For most purposes, some form of networked-based web application is a good solution, and this is the approach that most digital resource providers are now taking. Given the nature of digital collections, being able to update and add to the resource dynamically is a huge advantage for most content providers, as is the ability to add users effortlessly without producing and mailing additional disks and packaging. The Internet provides a direct distribution channel between the heritage institution and the user community. Most heritage institutions that use the Internet to make their digital assets accessible do so for free, perhaps because of current attitudes towards charging for networked information resources, although it is notable that licensed digital resources such as journals, full-text collections, and bibliographies are widespread and take an increasingly large share of library purchasing budgets.

 

Modes of access

Assuming a web-based, networked delivery scenario, the next set of choices concerns the application model for web delivery, and the underlying technologies and data structures that support the digital publication. As with other decisions, these will be strongly influenced by the scale and purpose of the project or program. The needs of a small-scale project with limited, unchanging content will be very different from those of a large organization with high-volume delivery needs.
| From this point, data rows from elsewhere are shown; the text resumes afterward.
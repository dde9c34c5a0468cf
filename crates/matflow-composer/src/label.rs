//! Process labels

use matflow_types::{Protocol, RelaxType, Structure};

/// Format the label shown for a composed workflow
///
/// `Si2 [relax: atoms+cell, moderate protocol] → bands, pdos`
#[must_use]
pub fn process_label(
    structure: &Structure,
    relax_type: RelaxType,
    protocol: Protocol,
    plugins: &[&str],
) -> String {
    let mut label = format!(
        "{} [relax: {}, {protocol} protocol]",
        structure.display_label(),
        relax_type.describe()
    );
    if !plugins.is_empty() {
        label.push_str(" → ");
        label.push_str(&plugins.join(", "));
    }
    label
}
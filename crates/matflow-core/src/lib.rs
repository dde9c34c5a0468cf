//! matflow Core
//!
//! The resumable orchestrator and everything around it:
//! - [`Orchestrator`]: state machine over a composed workflow
//! - [`Substrate`]: seam to whatever actually runs sub-processes, with a
//!   deterministic [`SimulatedSubstrate`]
//! - [`OutputTree`]: append-only aggregation of branch outputs
//! - [`SnapshotStore`]: persistence of suspended orchestrators
//!
//! # Example
//!
//! ```rust,ignore
//! use matflow_core::{MemorySnapshotStore, Orchestrator, RunStatus, SimulatedSubstrate};
//!
//! let substrate = SimulatedSubstrate::new();
//! let store = MemorySnapshotStore::new();
//! let mut orchestrator = Orchestrator::new(workflow);
//! match orchestrator.drive(&substrate, &store).await? {
//!     RunStatus::Finished(outcome) => println!("{outcome:?}"),
//!     RunStatus::Suspended { awaiting } => println!("{} still running", awaiting.len()),
//! }
//! ```

#![warn(missing_docs)]
#![warn(unreachable_pub)]

pub mod aggregate;
pub mod cleanup;
pub mod config;
pub mod context;
pub mod error;
pub mod orchestrator;
pub mod outcome;
pub mod report;
pub mod snapshot;
pub mod state_machine;
pub mod substrate;

pub use aggregate::{exposed_outputs, AggregateError, OutputTree};
pub use cleanup::{release_descendants, CleanupFailure, CleanupReport};
pub use config::{ConfigLoadError, OrchestratorConfig};
pub use context::OrchestratorContext;
pub use error::OrchestratorError;
pub use orchestrator::{Orchestrator, RunStatus, StepResult};
pub use outcome::Outcome;
pub use report::{ReportEntry, ReportLog};
pub use snapshot::{FileSnapshotStore, MemorySnapshotStore, Snapshot, SnapshotError, SnapshotStore};
pub use state_machine::{allowed_transitions, validate_transition, OrchestratorState, Phase};
pub use substrate::{
    ComputeTaskId, OutputSchema, ProcessStatus, SimulatedState, SimulatedSubstrate,
    SubProcessHandle, Submission, Substrate, SubstrateError, SIMULATED_NUMBER_OF_BANDS,
};

/// Version of this crate
pub const VERSION: &str = env!("CARGO_PKG_VERSION");
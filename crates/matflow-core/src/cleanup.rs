//! Best-effort storage cleanup
//!
//! Once a workflow terminates, the remote storage of every compute task
//! below every submitted process can be released. Failures are collected,
//! never propagated.

use crate::substrate::{ComputeTaskId, SubProcessHandle, Substrate};
use serde::{Deserialize, Serialize};

/// Storage release that did not succeed
#[derive(Debug, Clone, PartialEq, Eq, Serialize, Deserialize)]
pub struct CleanupFailure {
    /// Task whose storage is still held
    pub task: ComputeTaskId,
    /// Why the release failed
    pub reason: String,
}

/// What a cleanup pass achieved
#[derive(Debug, Clone, Default, PartialEq, Eq, Serialize, Deserialize)]
pub struct CleanupReport {
    /// Released tasks
    pub cleaned: Vec<ComputeTaskId>,
    /// Tasks that could not be released
    pub failed: Vec<CleanupFailure>,
}

impl CleanupReport {
    /// Whether every release succeeded
    #[inline]
    #[must_use]
    pub fn is_clean(&self) -> bool {
        self.failed.is_empty()
    }
}

/// Release the storage of every descendant task of `handles`
pub async fn release_descendants(
    substrate: &dyn Substrate,
    handles: &[SubProcessHandle],
) -> CleanupReport {
    let mut tasks = Vec::new();
    for handle in handles {
        match substrate.descendant_tasks(handle).await {
            Ok(found) => tasks.extend(found),
            Err(err) => {
                tracing::warn!(pk = handle.pk, error = %err, "could not list descendant tasks");
            }
        }
    }

    let mut report = CleanupReport::default();
    for task in tasks {
        match substrate.release_storage(task).await {
            Ok(()) => report.cleaned.push(task),
            Err(err) => {
                tracing::warn!(%task, error = %err, "storage release failed");
                report.failed.push(CleanupFailure {
                    task,
                    reason: err.to_string(),
                });
            }
        }
    }
    report
}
The simplest form of web delivery is a static HTML page: essentially a document that has been encoded so as to be readable using a web browser. Pages of this sort reside on a web server and are delivered to the user for viewing when requested. They may be searched in very basic ways by various means: by using a search engine installed locally, or by using one of the available commercial search engines such as Excite or Google. Such pages may be quite simple to create and maintain, using standard HTML authoring tools such as DreamWeaver or Microsoft Front Page. Since HTML is a very basic markup language, it is readily understandable and easy to learn and use. Furthermore, the software required to publish such pages is simple and easy to support.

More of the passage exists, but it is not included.